Une définition suffisamment large et vague pour susciter des divergences d’interprétation au sein des ministères. À tel point, d’ailleurs, que le précédent directeur interministériel du numérique, Nadi Bou hanna, avait dû lui-même préciser quelques mois plus tard dans une note dévoilée par Acteurs publics, que l’offre Office 365 du géant Microsoft était bien interdite par la nouvelle doctrine. Ce qui n’empêche pas certains ministères de continuer à l’utiliser, comme le ministère du Travail, moyennant quelques règles de sécurité supplémentaires. Sollicitée par Acteurs publics sur cette dérogation, la direction du numérique des ministères sociaux nous a indiqué, début mai, son intention de “migrer sur une offre de cloud dite souveraine et qualifiée SecNumCloud dans l’année de mise à disposition en France”.

Quelles données sensibles ? 

“Il y a un vrai débat sur le sujet, un peu de mauvaise foi aussi parfois, car qui dit donnée sensible dit contraintes de sécurité et frein à la transformation, observe un connaisseur des questions liées au cloud de l’État. Les données personnelles devraient devenir des données sensibles par exemple et le débat n’est pas clos : les RSSI [responsables de la sécurité des systèmes d‘information, ndlr] en rêvent, mais les DSI [directeurs des systèmes d’information] l’appréhendent.” 

Même constat du côté d’un ancien cadre de la direction interministérielle du numérique (Dinum), selon lequel ce besoin de précision sur le périmètre des données sensibles témoigne d’une certaine réticence des DSI qui pouvaient estimer que “les données de leurs projets n’étaient pas d’une sensibilité particulière” et ainsi échapper aux obligations SecNumCloud. “Mais de toute façon, ajoute la même source, la notion de données sensibles est un serpent de mer. Personne ne sait vraiment définir ce dont il s’agit, hormis ce qui relève des secrets protégés par la loi.” La doctrine prévoyait d’ailleurs – et prévoit toujours – des dérogations pour les projets déjà engagés, afin ne pas paralyser un projet d’envergure comme le Health Data Hub, initié sur le cloud de Microsoft.

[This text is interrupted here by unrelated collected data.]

//! Farmer (coordinator) protocol adapter.
//!
//! The [`Farmer`] trait decouples the worker loops from HTTP. Tests use a
//! scripted farmer that records calls without any network.

use std::io::Read;
use std::time::Duration;

use anyhow::{Context, Result, bail};
use reqwest::blocking::{Body, Client, Response};
use serde::Serialize;
use serde::de::DeserializeOwned;
use tracing::{debug, instrument};

use crate::core::types::{BoxJobUpdateReq, BoxLivePollReq, BoxPingReq, BoxState, Job};

/// Calls a box makes to the farmer. Each call is one request and one response.
pub trait Farmer: Send + Sync {
    /// Announce that this box is alive.
    fn ping(&self, req: &BoxPingReq) -> Result<()>;

    /// Long-poll for the desired state, sending the last known one. Returns
    /// the last known state unchanged when the server times the poll out.
    fn long_poll(&self, state: &BoxState) -> Result<BoxState>;

    /// Long-poll for a request to stream a job's live output. The empty job
    /// means "no request".
    fn live_poll(&self, box_id: &str) -> Result<Job>;

    /// Stream `body` as the live output of `job`. Returns when the body is
    /// exhausted or the farmer hangs up.
    fn live_send(&self, box_id: &str, job: &Job, body: Box<dyn Read + Send>) -> Result<()>;

    /// Report a job status.
    fn post_status(&self, req: &BoxJobUpdateReq) -> Result<()>;
}

/// Farmer reached over HTTP with JSON bodies.
///
/// One client is shared for all requests so connection setup is amortized.
/// Live output uses a second client without a request timeout, since a
/// stream lasts as long as the job.
#[derive(Debug, Clone)]
pub struct HttpFarmer {
    base_url: String,
    client: Client,
    stream_client: Client,
}

impl HttpFarmer {
    pub fn new(base_url: impl Into<String>, request_timeout: Duration) -> Result<Self> {
        let client = Client::builder()
            .timeout(request_timeout)
            .connect_timeout(Duration::from_secs(30))
            .pool_idle_timeout(Duration::from_secs(90))
            .build()
            .context("build farmer http client")?;
        let stream_client = Client::builder()
            .timeout(None::<Duration>)
            .connect_timeout(Duration::from_secs(30))
            .build()
            .context("build farmer stream client")?;
        Ok(Self {
            base_url: base_url.into().trim_end_matches('/').to_string(),
            client,
            stream_client,
        })
    }

    fn url(&self, path: &str) -> String {
        format!("{}{path}", self.base_url)
    }

    fn post<B: Serialize + ?Sized>(&self, path: &str, body: &B) -> Result<Response> {
        let url = self.url(path);
        let resp = self
            .client
            .post(&url)
            .json(body)
            .send()
            .with_context(|| format!("POST {url}"))?;
        check_status(resp, &url)
    }

    fn post_json<B: Serialize + ?Sized, R: DeserializeOwned>(
        &self,
        path: &str,
        body: &B,
    ) -> Result<R> {
        let text = self
            .post(path, body)?
            .text()
            .with_context(|| format!("read response from {path}"))?;
        serde_json::from_str(&text)
            .with_context(|| format!("decode response from {path}: {}", text.trim()))
    }
}

fn check_status(resp: Response, url: &str) -> Result<Response> {
    let status = resp.status();
    if !status.is_success() {
        let text = resp.text().unwrap_or_default();
        bail!("POST {url}: {status}: {}", text.trim());
    }
    Ok(resp)
}

impl Farmer for HttpFarmer {
    fn ping(&self, req: &BoxPingReq) -> Result<()> {
        self.post("/box-ping", req)?;
        Ok(())
    }

    fn long_poll(&self, state: &BoxState) -> Result<BoxState> {
        self.post_json("/box-longpoll", state)
    }

    fn live_poll(&self, box_id: &str) -> Result<Job> {
        self.post_json(
            "/box-livepoll",
            &BoxLivePollReq {
                id: box_id.to_string(),
            },
        )
    }

    #[instrument(skip_all, fields(job = %job))]
    fn live_send(&self, box_id: &str, job: &Job, body: Box<dyn Read + Send>) -> Result<()> {
        let url = self.url("/box-livesend");
        debug!("streaming live output");
        let resp = self
            .stream_client
            .post(&url)
            .header("Box-ID", box_id)
            .header("Job-SHA", &job.sha)
            .header("Job-Dir", &job.dir)
            .header("Job-Name", &job.name)
            .header("Content-Type", "text/plain; charset=utf-8")
            .body(Body::new(body))
            .send()
            .with_context(|| format!("POST {url}"))?;
        check_status(resp, &url)?;
        Ok(())
    }

    fn post_status(&self, req: &BoxJobUpdateReq) -> Result<()> {
        self.post("/box-runstatus", req)?;
        Ok(())
    }
}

La nouvelle circulaire précise que ces données “d’une sensibilité particulière” sont celles qui relèvent des secrets protégés par la loi, comme le secret médical, le secret des affaires ou le secret des délibérations du gouvernement, ou encore la protection de la défense nationale et la sûreté de l’État. Sont en outre considérées comme “sensibles”,les données “nécessaires à l’accomplissement des missions essentielles de l’État, notamment la sauvegarde de la sécurité nationale, le maintien de l’ordre public et la protection de la santé et de la vie des personnes”.

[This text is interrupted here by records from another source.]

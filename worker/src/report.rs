//! Reporting job results to the farmer.
//!
//! A job's terminal report appends the outcome to its output file, adds the
//! first diagnostic-looking line to the description, uploads the output, and
//! posts the status. [`Reporter::finish`] consumes the output file, so it
//! runs at most once per job and the file is closed exactly once.

use std::fs::File;
use std::io::{BufReader, Seek, SeekFrom, Write};
use std::path::{Path, PathBuf};
use std::sync::Arc;
use std::thread;
use std::time::{Duration, Instant};

use anyhow::{Context, Result};
use tracing::{info, warn};

use crate::core::scan::{scan_error, strip_paths};
use crate::core::types::{BoxJobUpdateReq, Job, Outcome, Status};
use crate::io::artifacts::{ArtifactStore, upload_file};
use crate::io::farmer::Farmer;
use crate::io::trace::TraceSpan;
use crate::registry::Registry;

/// How status posts are retried.
#[derive(Debug, Clone, Copy)]
pub struct StatusRetry {
    pub attempts: u32,
    pub delay: Duration,
}

impl Default for StatusRetry {
    fn default() -> Self {
        Self {
            attempts: 3,
            delay: Duration::from_secs(1),
        }
    }
}

/// An open output file together with its registered path.
#[derive(Debug)]
pub struct JobOutput {
    pub file: File,
    pub path: PathBuf,
}

impl JobOutput {
    /// Create `path` for reading and writing. Fails if it already exists.
    pub fn create(path: PathBuf) -> Result<Self> {
        let file = File::options()
            .read(true)
            .write(true)
            .create_new(true)
            .open(&path)
            .with_context(|| format!("create {}", path.display()))?;
        Ok(Self { file, path })
    }

    /// File name used when storing the output.
    pub fn name(&self) -> String {
        self.path
            .file_name()
            .map(|n| n.to_string_lossy().into_owned())
            .unwrap_or_default()
    }
}

/// Posts statuses for one job.
pub struct Reporter {
    pub farmer: Arc<dyn Farmer>,
    pub store: Arc<dyn ArtifactStore>,
    pub registry: Arc<Registry>,
    pub job: Job,
    pub span: TraceSpan,
    pub start: Instant,
    pub trace_url_template: String,
    pub retry: StatusRetry,
}

impl Reporter {
    /// Post a status. Non-pending statuses carry the elapsed time and a trace
    /// URL. Failed posts are retried, then logged and dropped.
    pub fn post_status(&self, status: Status, desc: &str, url: &str) {
        let terminal = status != Status::Pending;
        let req = BoxJobUpdateReq {
            job: self.job.clone(),
            status,
            desc: desc.to_string(),
            url: url.to_string(),
            elapsed: terminal.then(|| self.start.elapsed()),
            trace_url: terminal.then(|| self.span.url(&self.trace_url_template)),
        };
        let attempts = self.retry.attempts.max(1);
        for attempt in 1..=attempts {
            match self.farmer.post_status(&req) {
                Ok(()) => return,
                Err(err) if attempt < attempts => {
                    warn!(job = %self.job, attempt, err = %format!("{err:#}"), "status post failed, retrying");
                    thread::sleep(self.retry.delay);
                }
                Err(err) => {
                    warn!(job = %self.job, %status, err = %format!("{err:#}"), "giving up on status post");
                }
            }
        }
    }

    /// Report the job's terminal outcome, close its output, and release the
    /// registry.
    ///
    /// If the upload fails the farmer is told about the upload error instead
    /// of the job outcome.
    pub fn finish(&self, output: JobOutput, outcome: Outcome, job_dir: &Path, repo_dir: &Path) {
        let name = output.name();
        let JobOutput { mut file, path } = output;
        let Outcome { status, mut desc } = outcome;
        info!(job = %self.job, %status, %desc, "job finished");

        if let Err(err) = writeln!(file, "{desc}") {
            warn!(err = %err, "failed to append outcome to output");
        }
        if status != Status::Success
            && let Some(line) = diagnostic(&mut file)
        {
            let line = strip_paths(
                &line,
                &job_dir.display().to_string(),
                &repo_dir.display().to_string(),
            );
            desc = format!("{desc}: {line}");
        }

        match upload_file(self.store.as_ref(), &name, &mut file) {
            Ok(url) => self.post_status(status, &desc, &url),
            Err(err) => {
                warn!(job = %self.job, err = %format!("{err:#}"), "cannot upload output file");
                self.post_status(Status::Error, &format!("artifact upload: {err:#}"), "");
            }
        }

        drop(file);
        self.registry.clear(&path);
    }
}

/// First error-looking line of `file`, read from the start.
fn diagnostic(file: &mut File) -> Option<String> {
    if let Err(err) = file.seek(SeekFrom::Start(0)) {
        warn!(err = %err, "failed to rewind output for scanning");
        return None;
    }
    scan_error(BufReader::new(&*file))
}

#[cfg(test)]
mod tests {
    use std::fs;

    use super::*;
    use crate::test_support::{FailingStore, MemoryStore, ScriptedFarmer};

    struct Fixture {
        _dir: tempfile::TempDir,
        farmer: Arc<ScriptedFarmer>,
        store: Arc<MemoryStore>,
        registry: Arc<Registry>,
        reporter: Reporter,
        output: JobOutput,
    }

    fn fixture(store: Arc<dyn ArtifactStore>, memory: Arc<MemoryStore>) -> Fixture {
        let dir = tempfile::tempdir().expect("tempdir");
        let farmer = Arc::new(ScriptedFarmer::new());
        let registry = Arc::new(Registry::new());
        let job = Job::new("abc", "svc", "test");
        let output = JobOutput::create(dir.path().join("abc-svc-test.x.output")).expect("create");
        registry.set(&job, &output.path).expect("register");
        let reporter = Reporter {
            farmer: farmer.clone(),
            store,
            registry: registry.clone(),
            job,
            span: TraceSpan {
                trace_id: 1,
                span_id: 2,
            },
            start: Instant::now(),
            trace_url_template: "https://trace/{trace_id}/{span_id}".to_string(),
            retry: StatusRetry {
                attempts: 2,
                delay: Duration::from_millis(1),
            },
        };
        Fixture {
            _dir: dir,
            farmer,
            store: memory,
            registry,
            reporter,
            output,
        }
    }

    fn memory_fixture() -> Fixture {
        let store = Arc::new(MemoryStore::new());
        fixture(store.clone(), store)
    }

    #[test]
    fn failure_appends_stripped_diagnostic() {
        let mut fx = memory_fixture();
        writeln!(fx.output.file, "go test ./...").expect("write");
        writeln!(fx.output.file, "/repo/svc/foo.go:42: undefined: bar").expect("write");
        let path = fx.output.path.clone();

        fx.reporter.finish(
            fx.output,
            Outcome::failure("exit status: 1"),
            Path::new("/repo/svc"),
            Path::new("/repo"),
        );

        let posted = fx.farmer.statuses();
        assert_eq!(posted.len(), 1);
        assert_eq!(posted[0].status, Status::Failure);
        assert_eq!(posted[0].desc, "exit status: 1: foo.go:42: undefined: bar");
        assert_eq!(posted[0].trace_url.as_deref(), Some("https://trace/1/2"));
        assert!(posted[0].elapsed.is_some());

        let stored = fx.store.get("abc-svc-test.x.output").expect("stored");
        assert!(stored.ends_with("exit status: 1\n"));
        assert_eq!(posted[0].url, "mem://abc-svc-test.x.output");
        assert!(fx.registry.current_job().is_empty());
        assert!(!fx.registry.is_current_output(&path));
    }

    #[test]
    fn success_keeps_description() {
        let mut fx = memory_fixture();
        writeln!(fx.output.file, "ERROR: looks bad but passed").expect("write");
        fx.reporter.finish(
            fx.output,
            Outcome::success("12ms"),
            Path::new("/repo/svc"),
            Path::new("/repo"),
        );
        let posted = fx.farmer.statuses();
        assert_eq!(posted[0].status, Status::Success);
        assert_eq!(posted[0].desc, "12ms");
    }

    #[test]
    fn upload_failure_overrides_outcome() {
        let memory = Arc::new(MemoryStore::new());
        let fx = fixture(Arc::new(FailingStore), memory);
        fx.reporter.finish(
            fx.output,
            Outcome::success("5ms"),
            Path::new("/repo"),
            Path::new("/repo"),
        );
        let posted = fx.farmer.statuses();
        assert_eq!(posted.len(), 1);
        assert_eq!(posted[0].status, Status::Error);
        assert!(posted[0].desc.starts_with("artifact upload:"), "{}", posted[0].desc);
        assert!(fx.registry.current_job().is_empty());
    }

    #[test]
    fn status_post_is_retried() {
        let fx = memory_fixture();
        fx.farmer.fail_next_status_posts(1);
        fx.reporter.post_status(Status::Pending, "running", "");
        let posted = fx.farmer.statuses();
        assert_eq!(posted.len(), 1);
        assert_eq!(posted[0].elapsed, None);
        assert_eq!(posted[0].trace_url, None);
        assert_eq!(fx.farmer.status_attempts(), 2);
    }

    #[test]
    fn output_file_is_created_once() {
        let dir = tempfile::tempdir().expect("tempdir");
        let path = dir.path().join("a.output");
        let out = JobOutput::create(path.clone()).expect("create");
        assert_eq!(out.name(), "a.output");
        assert!(JobOutput::create(path.clone()).is_err());
        drop(out);
        assert!(fs::metadata(path).is_ok());
    }
}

Autant de données dont la violation “devra être évaluée sous chaque angle des critères de sécurité élémentaires”, précise encore la circulaire, comme la confidentialité, l’intégrité, la disponibilité et la traçabilité des données, en prenant en compte différents types d’impacts, qu’ils soient opérationnels, politiques, économiques, juridiques ou environnementaux, par exemple. De quoi, peut-être, rassurer les directions informatiques et métiers sur les conditions d’application de la doctrine “Cloud au centre” et en faire, enfin, le mode privilégié de conduite et d’exploitation des projets numériques au sein de l’État.